Communications, Public Affairs & Marketing

Feb 9/13

Two Laurier alumni have been awarded one of Canada’s highest honours, the Medal of Bravery, by Governor General David Johnston for their efforts to save a fellow resident during a fire at Waterloo College Hall in April, 2009.

The medals were awarded to Kyle Walker and Matthew Crombeen during a ceremony Friday at Rideau Hall in Ottawa.

Walker and Crombeen were both student dons at Waterloo College Hall. On April 14, 2009, they were on their way to check on a fellow student who was reportedly in distress. The citation for their Medals of Bravery states: “As they approached the student’s room, they saw smoke coming out from beneath his door. Messrs. Walker and Crombeen went through an adjoining bathroom to reach the victim, who was covered in flames. They put out the fire and led the severely burnt young man outside to wait for the ambulance. Despite their efforts, the victim did not survive.”

Walker (BA ‘011) now works as the director of member services for Wilfrid Laurier University Students' Union. Crombeen (BSc ‘011) is a graduate student at the University of British Columbia.
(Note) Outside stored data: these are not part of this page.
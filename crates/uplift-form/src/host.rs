use serde_json::{Map, Value, json};

use crate::answers::AnswerSet;
use crate::schema::QuestionSchema;

/// Storage key for the questionnaire field on a revision.
pub const FIELD_KEY: &str = "differential:uplift-request";

/// Key under which the field is exposed over the Conduit API.
pub const CONDUIT_FIELD_KEY: &str = "uplift.request";

/// Project tag that must be attached to a repository for the questionnaire
/// to be offered on its revisions.
pub const UPLIFT_TAG: &str = "uplift";

/// Questions the hosting application answers about the revision being
/// viewed. The core never performs these lookups itself; the host wires them
/// to its own project/repository and bug-tracker queries.
pub trait HostCallbacks {
    /// Is the uplift tag set on the repository this revision belongs to?
    fn uplift_tag_set(&self) -> bool;

    /// Does the revision reference a bug number?
    fn has_bug_number(&self) -> bool;
}

/// The questionnaire is offered only on tagged repositories for revisions
/// that carry a bug number.
pub fn field_active(host: &dyn HostCallbacks) -> bool {
    host.uplift_tag_set() && host.has_bug_number()
}

/// Control payload for the host's "Request Uplift" comment action. An empty
/// stored value marks the control as initial and serves the schema's blank
/// answers so the form opens pre-filled.
pub fn comment_action_control(schema: &QuestionSchema, stored: &AnswerSet) -> Value {
    let initial = stored.is_empty();
    let questions = if initial {
        answers_value(&schema.default_answers())
    } else {
        answers_value(stored)
    };

    json!({
        "id": "uplift-form",
        "initial": initial,
        "questions": questions,
    })
}

fn answers_value(answers: &AnswerSet) -> Value {
    serde_json::to_value(answers).unwrap_or_else(|_| Value::Object(Map::new()))
}

/// Activity-feed title for an edit to the questionnaire field.
pub fn transaction_title(author: &str) -> String {
    format!("{} updated the uplift request field.", author)
}

/// Feed variant naming the revision as well. Downstream automation watches
/// these entries to drive the uplift workflow, so the wording is load-bearing.
pub fn feed_transaction_title(author: &str, object: &str) -> String {
    format!("{} updated the uplift request field for {}.", author, object)
}
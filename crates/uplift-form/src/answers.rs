use std::fmt;

use serde::de::{Deserialize, Deserializer, MapAccess, Visitor};
use serde::ser::{Serialize, SerializeMap, Serializer};
use serde_json::Value;

/// One submitted or stored questionnaire instance: an ordered mapping from
/// question text to a raw JSON answer value.
///
/// Iteration order is the order entries were inserted (for a decoded payload,
/// the order they appeared in the JSON document). Rendering walks this order;
/// validation does not depend on it. An answer set is built once per
/// submission or load and not mutated afterwards.
#[derive(Debug, Clone, Default, PartialEq)]
pub struct AnswerSet {
    entries: Vec<(String, Value)>,
}

impl AnswerSet {
    pub fn new() -> Self {
        Self::default()
    }

    pub fn len(&self) -> usize {
        self.entries.len()
    }

    pub fn is_empty(&self) -> bool {
        self.entries.is_empty()
    }

    pub fn get(&self, question: &str) -> Option<&Value> {
        self.entries
            .iter()
            .find(|(text, _)| text == question)
            .map(|(_, value)| value)
    }

    /// Insert an answer, replacing an existing answer for the same question
    /// in place so the original position is kept.
    pub fn insert(&mut self, question: String, answer: Value) {
        match self.entries.iter_mut().find(|(text, _)| *text == question) {
            Some((_, value)) => *value = answer,
            None => self.entries.push((question, answer)),
        }
    }

    pub fn iter(&self) -> impl Iterator<Item = (&str, &Value)> {
        self.entries
            .iter()
            .map(|(question, answer)| (question.as_str(), answer))
    }
}

impl FromIterator<(String, Value)> for AnswerSet {
    fn from_iter<I: IntoIterator<Item = (String, Value)>>(iter: I) -> Self {
        let mut set = AnswerSet::new();
        for (question, answer) in iter {
            set.insert(question, answer);
        }
        set
    }
}

impl Serialize for AnswerSet {
    fn serialize<S: Serializer>(&self, serializer: S) -> Result<S::Ok, S::Error> {
        let mut map = serializer.serialize_map(Some(self.entries.len()))?;
        for (question, answer) in &self.entries {
            map.serialize_entry(question, answer)?;
        }
        map.end()
    }
}

impl<'de> Deserialize<'de> for AnswerSet {
    fn deserialize<D: Deserializer<'de>>(deserializer: D) -> Result<Self, D::Error> {
        struct AnswerSetVisitor;

        impl<'de> Visitor<'de> for AnswerSetVisitor {
            type Value = AnswerSet;

            fn expecting(&self, formatter: &mut fmt::Formatter) -> fmt::Result {
                formatter.write_str("a question to answer map")
            }

            fn visit_map<A: MapAccess<'de>>(self, mut access: A) -> Result<Self::Value, A::Error> {
                let mut set = AnswerSet::new();
                while let Some((question, answer)) = access.next_entry::<String, Value>()? {
                    set.insert(question, answer);
                }
                Ok(set)
            }
        }

        deserializer.deserialize_map(AnswerSetVisitor)
    }
}
use serde_json::Value;
use thiserror::Error;

use crate::answers::AnswerSet;

/// An answer value that is neither text nor boolean reached the renderer.
/// Validation upstream rules this out, so hitting it is a contract breach
/// and propagates instead of being recovered.
#[derive(Debug, Clone, PartialEq, Eq, Error)]
#[error("cannot render answer for '{question}': expected text or boolean, found {found}")]
pub struct RenderError {
    pub question: String,
    pub found: &'static str,
}

/// Render an answer set as remarkup, one bullet line per entry in the set's
/// own iteration order. Booleans read as `yes`/`no`; text is verbatim. An
/// empty set renders as the empty string.
pub fn render_remarkup(answers: &AnswerSet) -> Result<String, RenderError> {
    let mut lines = Vec::new();
    for (question, answer) in answers.iter() {
        let readable = value_as_answer(question, answer)?;
        // A bullet point with the question text in bold.
        lines.push(format!("- **{}** {}", question, readable));
    }
    Ok(lines.join("\n"))
}

fn value_as_answer(question: &str, value: &Value) -> Result<String, RenderError> {
    match value {
        Value::Bool(true) => Ok("yes".to_string()),
        Value::Bool(false) => Ok("no".to_string()),
        Value::String(text) => Ok(text.clone()),
        Value::Null => Err(render_error(question, "null")),
        Value::Number(_) => Err(render_error(question, "number")),
        Value::Array(_) => Err(render_error(question, "array")),
        Value::Object(_) => Err(render_error(question, "object")),
    }
}

fn render_error(question: &str, found: &'static str) -> RenderError {
    RenderError {
        question: question.to_string(),
        found,
    }
}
The following is an excerpt from the remarks given Friday by Governor General David Johnston to those receiving an award at the Decorations for Bravery ceremony:

“Each of you faced some form of danger head on — from others, from the environment, from a circumstance in which you found yourselves. Yet each of you rose to the occasion, showing that even the smallest act of good can overcome the most desperate of situations.

“It is that innate goodness that has bound together the many and varied recipients of this award throughout its more than 40-year history.
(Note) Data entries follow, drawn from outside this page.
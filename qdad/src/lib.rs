#![forbid(unsafe_code)]
//! qdad - Flood-based duplicate address detection for wireless meshes
//!
//! Every node picks a random two-byte tentative address and floods an address
//! request (AREQ) through the mesh. A settled node that already holds that
//! address answers with a collision notice, routed back hop by hop along the
//! reverse path the flood left behind. A tentative address that survives a
//! bounded number of unanswered rounds is committed.
//!
//! This crate is `no_std` but **requires the `alloc` crate**. Both caches are
//! heap-allocated maps with a compile-time capacity limit
//! ([`DadConfig::MAX_CACHE_ENTRIES`]).
//!
//! # Key Properties
//!
//! - No central authority and no pre-existing routing table
//! - Each (originator, requested) pair is relayed at most once per node per
//!   dedup lifetime
//! - Floods are bounded by a hop budget
//! - All soft state expires; nothing survives a restart
//! - Single-threaded and deterministic: every handler takes `now` explicitly
//!
//! # Example (wire format)
//!
//! ```
//! use qdad::{Address, Areq, Decode, Encode};
//!
//! let areq = Areq {
//!     originator: Address::new(0, 1),
//!     requested: Address::new(0x12, 0x34),
//!     hops_remaining: 50,
//! };
//! let bytes = areq.encode_to_vec();
//! assert_eq!(bytes, [0, 1, 0x12, 0x34, 50]);
//! assert_eq!(Areq::decode_from_slice(&bytes), Ok(areq));
//! ```
//!
//! # Example (integration pattern)
//!
//! ```text
//! use qdad::{Node, Transport, Random, Clock, Event};
//!
//! // Implement traits for your platform...
//!
//! // Create a node with the link layer's own address as placeholder
//! // let mut node: Node<_, _, _> = Node::new(transport, random, clock, link_address);
//!
//! // Spawn the node's run loop
//! // spawn(async move {
//! //     node.run().await;
//! // });
//!
//! // The link layer's multihop forwarder asks the node for next hops
//! // let next = node.resolve_next_hop(destination, now);
//! ```
//!
//! # Module Structure
//!
//! - [`types`] - Core types (Address, Areq, NodeState, Event, etc.)
//! - [`wire`] - Wire format serialization
//! - [`traits`] - Transport, Clock, Random, MultihopHandler traits
//! - [`node`] - Main Node struct and public API
//! - [`fsm`] - Address autoconfiguration state machine
//! - [`flood`] - AREQ dedup, relay and collision detection
//! - [`forward`] - Reverse-path forwarding of collision notices
//! - [`cache`] - Seen-request and reverse-route caches
//! - [`time`] - Timestamp and Duration types
//! - [`config`] - Compile-time protocol configuration

#![no_std]

#[cfg(all(feature = "test-support", not(test), not(debug_assertions)))]
compile_error!(
    "The `test-support` feature must not be enabled in release builds. \
     It includes mock random sources that are fully predictable."
);

extern crate alloc;

pub mod cache;
pub mod config;
pub mod flood;
pub mod forward;
pub mod fsm;
pub mod node;
pub mod time;
pub mod traits;
pub mod types;
pub mod wire;

// Re-export main types at crate root
pub use cache::CacheError;
pub use config::{DadConfig, DefaultConfig, SmallConfig};
pub use node::Node;
pub use time::{Duration, Timestamp};
pub use traits::{Clock, MultihopHandler, Random, Transport};
pub use types::{
    Address, Areq, Error, Event, Incoming, NodeState, Outgoing, ProtocolMetrics,
    COLLISION_NOTICE,
};
pub use wire::{CollisionNotice, Decode, DecodeError, Encode};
“And although we mourn the loss of those who could not be saved and those who lost their own lives in the act of saving others, we can take comfort in the knowledge that in the end, they were caring for someone or being cared for. No matter what, they were not alone.

“In other words, from goodness flowed compassion—a willingness and a need to help others, to think solely of another’s life and how precious that life is to us all.”